How Soda is Digested
Digestion starts with our eyes and tastebuds. Your body starts responding to incoming food well before it hits the stomach. Seeing and tasting something sweet, like regular or diet soda, signals a cascade of events for the digestion of carbohydrates. Your tastebuds recognize something sweet and signal the brain to activate digestive enzymes and hormones like insulin. The brain’s reward pathway is activated, which reinforces cravings for soda and becomes even stronger if soda is caffeinated. Regular soda raises blood glucose and insulin responds to normalize glucose levels. Insulin is a fat-storage hormone, so once activated in the blood, insulin directs incoming contents to be stored in fat cells. Diet soda is still sweet from your tastebud’s sensors, therefore a similar response occurs. In fact, aspartame is 200 x sweeter than table sugar.
The second issue in soda digestion is that drinking your calories doesn’t register with your stomach or brain, hence the term “empty calories.” Instead, your brain perceives the sweet taste and craves sugar more because it’s not satisfied with the chemical sweetness of diet sodas. You’re more likely to consume excess calories from food if you drink diet or regular soda as it stimulates hunger hormones more.
Now that I’ve convinced you to cut back on the cola, or at least I hope so, let’s check out some of my tips for helping you kick soda out of your life.
My Tips to Reduce Soda Intake
- Quitting cold turkey can cause intense cravings and withdrawal symptoms, just like other addictions. Cutting back slower is a better plan.
- Stop bringing soda into your home. If you buy soda and see it in your fridge, you’re going to drink them.
- Opt for unsweetened ice tea or green tea without sugar. You can make a batch at home and flavor it with mint, lemon, and even a dash of honey. Sipping on green tea can actually help boost your metabolism and help you lose weight.

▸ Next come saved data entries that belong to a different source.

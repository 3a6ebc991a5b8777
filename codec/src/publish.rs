// PUBLISH packet, grounded on hebo's codec::publish_packet module.

use crate::base::{DecodePacket, EncodePacket, PacketId, QoS};
use crate::byte_array::{self, ByteArray};
use crate::error::{DecodeError, EncodeError};
use crate::header::{FixedHeader, PacketType};
use crate::topic::validate_topic_name;

#[derive(Clone, Debug, Default, PartialEq)]
pub struct PublishPacket {
    dup: bool,
    qos: QoS,
    retain: bool,
    topic: String,
    packet_id: Option<PacketId>,
    payload: Vec<u8>,
}

impl PublishPacket {
    /// # Errors
    /// Returns an error if `topic` is not a valid concrete topic name.
    pub fn new(topic: &str, qos: QoS, payload: Vec<u8>) -> Result<Self, EncodeError> {
        validate_topic_name(topic).map_err(|_err| EncodeError::InvalidRemainingLength)?;
        Ok(Self {
            dup: false,
            qos,
            retain: false,
            topic: topic.to_string(),
            packet_id: None,
            payload,
        })
    }

    #[must_use]
    pub fn dup(&self) -> bool {
        self.dup
    }

    pub fn set_dup(&mut self, dup: bool) -> &mut Self {
        self.dup = dup;
        self
    }

    #[must_use]
    pub fn qos(&self) -> QoS {
        self.qos
    }

    #[must_use]
    pub fn retain(&self) -> bool {
        self.retain
    }

    pub fn set_retain(&mut self, retain: bool) -> &mut Self {
        self.retain = retain;
        self
    }

    #[must_use]
    pub fn topic(&self) -> &str {
        &self.topic
    }

    #[must_use]
    pub fn packet_id(&self) -> Option<PacketId> {
        self.packet_id
    }

    pub fn set_packet_id(&mut self, packet_id: PacketId) -> &mut Self {
        self.packet_id = Some(packet_id);
        self
    }

    #[must_use]
    pub fn payload(&self) -> &[u8] {
        &self.payload
    }
}

impl DecodePacket for PublishPacket {
    fn decode(ba: &mut ByteArray) -> Result<Self, DecodeError> {
        let fixed_header = FixedHeader::decode(ba)?;
        let (dup, qos, retain) = match fixed_header.packet_type() {
            PacketType::Publish { dup, qos, retain } => (dup, qos, retain),
            _ => return Err(DecodeError::InvalidPacketType),
        };

        let topic = ba.read_string()?;
        validate_topic_name(&topic)?;

        let packet_id = if qos == QoS::AtMostOnce {
            None
        } else {
            Some(ba.read_u16()?)
        };

        let payload = ba.read_remaining().to_vec();

        Ok(Self {
            dup,
            qos,
            retain,
            topic,
            packet_id,
            payload,
        })
    }
}

impl EncodePacket for PublishPacket {
    fn encode(&self, buf: &mut Vec<u8>) -> Result<usize, EncodeError> {
        if self.qos != QoS::AtMostOnce && self.packet_id.is_none() {
            return Err(EncodeError::InvalidRemainingLength);
        }

        let mut payload = Vec::new();
        byte_array::write_string(&mut payload, &self.topic)?;
        if let Some(packet_id) = self.packet_id {
            byte_array::write_u16(&mut payload, packet_id);
        }
        payload.extend_from_slice(&self.payload);

        let fixed_header = FixedHeader::new(
            PacketType::Publish {
                dup: self.dup,
                qos: self.qos,
                retain: self.retain,
            },
            payload.len(),
        )?;
        let start = buf.len();
        fixed_header.encode(buf)?;
        buf.extend_from_slice(&payload);
        Ok(buf.len() - start)
    }
}

#[cfg(test)]
mod tests {
    use super::*;

    #[test]
    fn round_trips_a_qos1_publish() {
        let mut packet = PublishPacket::new("a/b", QoS::AtLeastOnce, b"hi".to_vec()).unwrap();
        packet.set_packet_id(7).set_dup(true).set_retain(true);

        let mut buf = Vec::new();
        packet.encode(&mut buf).unwrap();
        let mut ba = ByteArray::new(&buf);
        let decoded = PublishPacket::decode(&mut ba).unwrap();

        assert_eq!(decoded.topic(), "a/b");
        assert_eq!(decoded.packet_id(), Some(7));
        assert!(decoded.dup());
        assert!(decoded.retain());
        assert_eq!(decoded.payload(), b"hi");
    }

    #[test]
    fn qos0_publish_carries_no_packet_id() {
        let packet = PublishPacket::new("a/b", QoS::AtMostOnce, b"hi".to_vec()).unwrap();
        let mut buf = Vec::new();
        packet.encode(&mut buf).unwrap();
        let mut ba = ByteArray::new(&buf);
        let decoded = PublishPacket::decode(&mut ba).unwrap();
        assert_eq!(decoded.packet_id(), None);
    }
}
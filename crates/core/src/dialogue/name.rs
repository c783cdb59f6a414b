/// Phrases that introduce a name, lower-cased.
const MARKERS: &[&[&str]] = &[
    &["me", "llamo"],
    &["mi", "nombre", "es"],
    &["llamame"],
    &["llámame"],
    &["dime"],
    &["soy"],
    &["my", "name", "is"],
    &["call", "me"],
];

/// Words that end a name ("Lupita, por favor").
const STOP_WORDS: &[&str] = &["por", "favor", "gracias", "y", "pero", "para", "please"];

const MAX_NAME_WORDS: usize = 2;

/// Pulls a name out of a free-form answer to "¿cómo te llamas?".
///
/// Takes the words after the last introducing phrase ("me llamo", "soy", ...),
/// or the last word when there is none, and capitalizes them.
pub fn extract_name(input: &str) -> Option<String> {
    let words: Vec<&str> = input
        .split(|c: char| !(c.is_alphabetic() || c == '\'' || c == '-'))
        .filter(|w| !w.is_empty())
        .collect();
    let last = *words.last()?;
    let lower: Vec<String> = words.iter().map(|w| w.to_lowercase()).collect();

    let mut start = None;
    for i in 0..lower.len() {
        for marker in MARKERS {
            let rest = &lower[i..];
            if rest.len() > marker.len() && rest.iter().zip(marker.iter()).all(|(a, b)| a == b) {
                start = Some(i + marker.len());
            }
        }
    }

    let picked: Vec<&str> = match start {
        Some(s) => words[s..]
            .iter()
            .take_while(|w| !STOP_WORDS.contains(&w.to_lowercase().as_str()))
            .take(MAX_NAME_WORDS)
            .copied()
            .collect(),
        None if is_marker_word(last) => Vec::new(),
        None => vec![last],
    };
    if picked.is_empty() {
        return None;
    }
    Some(
        picked
            .into_iter()
            .map(capitalize)
            .collect::<Vec<_>>()
            .join(" "),
    )
}

fn is_marker_word(word: &str) -> bool {
    let word = word.to_lowercase();
    MARKERS.iter().any(|m| m.contains(&word.as_str()))
}

fn capitalize(word: &str) -> String {
    let mut chars = word.chars();
    match chars.next() {
        Some(first) => first.to_uppercase().chain(chars.flat_map(char::to_lowercase)).collect(),
        None => String::new(),
    }
}
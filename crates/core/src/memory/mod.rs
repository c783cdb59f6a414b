mod file;
mod in_memory;

use crate::config::HistoryCap;
use crate::mood::MoodLabel;
use crate::util::BoundedLog;
use chrono::{DateTime, Utc};
use futures::future::BoxFuture;
use serde::{Deserialize, Serialize};

pub use file::JsonFileProfileStore;
pub use in_memory::InMemoryProfileStore;

/// Name used when the companion does not know who it is talking to.
pub const DEFAULT_ADDRESS: &str = "querida";

#[derive(Clone, Debug, Serialize, Deserialize, PartialEq, Eq)]
pub struct ConversationTurn {
    pub utterance: String,
    pub reply: String,
    pub timestamp: DateTime<Utc>,
}

#[derive(Clone, Debug, Serialize, Deserialize, PartialEq, Eq)]
pub struct MoodEntry {
    pub mood: MoodLabel,
    pub timestamp: DateTime<Utc>,
}

/// The question the companion asked last, so the next turn can be read in
/// context.
#[derive(Clone, Copy, Debug, Serialize, Deserialize, PartialEq, Eq)]
#[serde(rename_all = "snake_case")]
pub enum PendingQuestion {
    AskName,
    HowAreYou,
    ReasonForHappiness,
    ReasonForSadness,
}

impl PendingQuestion {
    /// Spanish paraphrase used in the prompt continuity note.
    pub fn describe(&self) -> &'static str {
        match self {
            PendingQuestion::AskName => "¿Cómo te llamas?",
            PendingQuestion::HowAreYou => "¿Cómo has estado?",
            PendingQuestion::ReasonForHappiness => "¿A qué se debe esa felicidad?",
            PendingQuestion::ReasonForSadness => "¿Qué te tiene con el ánimo bajo?",
        }
    }
}

/// Per-user conversational memory.
#[derive(Clone, Debug, Serialize, Deserialize, PartialEq, Eq)]
#[serde(rename_all = "camelCase")]
pub struct UserProfile {
    pub user_id: String,
    #[serde(default)]
    pub user_name: Option<String>,
    #[serde(default)]
    pub interaction_count: u64,
    #[serde(default)]
    pub last_interaction: Option<DateTime<Utc>>,
    #[serde(default)]
    pub conversation_history: BoundedLog<ConversationTurn>,
    #[serde(default)]
    pub mood_history: BoundedLog<MoodEntry>,
    #[serde(default)]
    pub last_question: Option<PendingQuestion>,
}

impl UserProfile {
    pub fn new<S: Into<String>>(user_id: S) -> Self {
        Self {
            user_id: user_id.into(),
            user_name: None,
            interaction_count: 0,
            last_interaction: None,
            conversation_history: BoundedLog::new(),
            mood_history: BoundedLog::new(),
            last_question: None,
        }
    }

    /// Mood of the most recent classification, `Neutral` before the first.
    pub fn current_mood(&self) -> MoodLabel {
        self.mood_history
            .last()
            .map(|entry| entry.mood)
            .unwrap_or_default()
    }

    pub fn display_name(&self) -> &str {
        self.user_name.as_deref().unwrap_or(DEFAULT_ADDRESS)
    }

    pub fn record_mood(&mut self, mood: MoodLabel, at: DateTime<Utc>, cap: HistoryCap) {
        self.mood_history.push(MoodEntry { mood, timestamp: at }, cap.get());
    }

    pub fn record_turn(
        &mut self,
        utterance: impl Into<String>,
        reply: impl Into<String>,
        at: DateTime<Utc>,
        cap: HistoryCap,
    ) {
        self.conversation_history.push(
            ConversationTurn {
                utterance: utterance.into(),
                reply: reply.into(),
                timestamp: at,
            },
            cap.get(),
        );
    }

    pub fn enforce_caps(&mut self, cap: HistoryCap) {
        self.conversation_history.enforce_cap(cap.get());
        self.mood_history.enforce_cap(cap.get());
    }
}

#[derive(thiserror::Error, Debug, Clone, PartialEq, Eq)]
pub enum StorageError {
    #[error("transient storage failure: {0}")]
    Transient(String),
    #[error("storage failure: {0}")]
    Permanent(String),
}

impl StorageError {
    pub fn is_retryable(&self) -> bool {
        matches!(self, StorageError::Transient(_))
    }

    pub(crate) fn from_io(context: &str, err: std::io::Error) -> Self {
        use std::io::ErrorKind;
        let message = format!("{context}: {err}");
        match err.kind() {
            ErrorKind::Interrupted
            | ErrorKind::TimedOut
            | ErrorKind::WouldBlock
            | ErrorKind::ConnectionReset
            | ErrorKind::ConnectionAborted
            | ErrorKind::BrokenPipe => StorageError::Transient(message),
            _ => StorageError::Permanent(message),
        }
    }
}

/// Keyed persistence of [`UserProfile`] records.
///
/// `load` never fails for an unknown user: it returns a fresh profile.
/// `save` replaces the whole record; concurrent saves for one user resolve to
/// one complete profile (last write wins).
pub trait ProfileStore: Send + Sync {
    fn load(&self, user_id: String) -> BoxFuture<'_, Result<UserProfile, StorageError>>;

    fn save(&self, profile: UserProfile) -> BoxFuture<'_, Result<(), StorageError>>;
}

#[cfg(test)]
mod tests {
    use super::*;

    fn cap(n: usize) -> HistoryCap {
        HistoryCap::new(n).expect("nonzero")
    }

    #[test]
    fn new_profile_is_empty_and_neutral() {
        let profile = UserProfile::new("amzn1.ask.account.X");
        assert!(profile.conversation_history.is_empty());
        assert!(profile.mood_history.is_empty());
        assert_eq!(profile.current_mood(), MoodLabel::Neutral);
        assert_eq!(profile.display_name(), DEFAULT_ADDRESS);
    }

    #[test]
    fn current_mood_tracks_latest_entry() {
        let mut profile = UserProfile::new("u");
        let now = Utc::now();
        profile.record_mood(MoodLabel::Happy, now, cap(5));
        profile.record_mood(MoodLabel::Lonely, now, cap(5));
        assert_eq!(profile.current_mood(), MoodLabel::Lonely);
        assert_eq!(profile.mood_history.len(), 2);
    }

    #[test]
    fn histories_grow_to_cap_then_stay() {
        let mut profile = UserProfile::new("u");
        let now = Utc::now();
        let mut last_len = 0;
        for i in 0..10 {
            profile.record_turn(format!("hola {i}"), "¡Hola!", now, cap(4));
            profile.record_mood(MoodLabel::Neutral, now, cap(4));
            let len = profile.conversation_history.len();
            assert!(len >= last_len);
            assert!(len <= 4);
            last_len = len;
        }
        assert_eq!(profile.conversation_history.len(), 4);
        assert_eq!(profile.mood_history.len(), 4);
        let oldest = profile.conversation_history.iter().next().expect("entry");
        assert_eq!(oldest.utterance, "hola 6");
    }

    #[test]
    fn stored_document_uses_camel_case_keys() {
        let mut profile = UserProfile::new("u-1");
        profile.user_name = Some("Maria".to_owned());
        profile.last_question = Some(PendingQuestion::AskName);
        let json = serde_json::to_value(&profile).expect("serialize");
        assert_eq!(json["userId"], "u-1");
        assert_eq!(json["userName"], "Maria");
        assert_eq!(json["lastQuestion"], "ask_name");
        assert!(json["conversationHistory"].is_array());
    }

    #[test]
    fn sparse_document_fills_defaults() {
        let profile: UserProfile =
            serde_json::from_str(r#"{"userId":"u-2"}"#).expect("deserialize");
        assert_eq!(profile, UserProfile::new("u-2"));
    }

    #[test]
    fn io_errors_classified_by_kind() {
        use std::io::{Error, ErrorKind};
        assert!(StorageError::from_io("read", Error::from(ErrorKind::TimedOut)).is_retryable());
        assert!(
            !StorageError::from_io("read", Error::from(ErrorKind::PermissionDenied))
                .is_retryable()
        );
    }
}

- Choose naturally flavored carbonated drinks made with real fruit. There are lots of options on the market now for seltzer waters that are naturally flavored. Just be sure to look out for ones that use sugar and sugar substitutes.
- For adult beverages, try switching to seltzer water and add a splash of juice with a garnish. Splash of cranberry with lime or splash of lemonade with fresh lemon and mint.
Disclaimer: The information in this article is designed for educational purposes only and is not intended to be a substitute for informed medical advice or care. This information should not be used to diagnose or treat any health conditions without consulting your healthcare provider. Information used is based on experience and opinion, not 100% evidence. Always consult with a health care practitioner before relying on any information in this article or on this website. Some links in this article may contain affiliate links.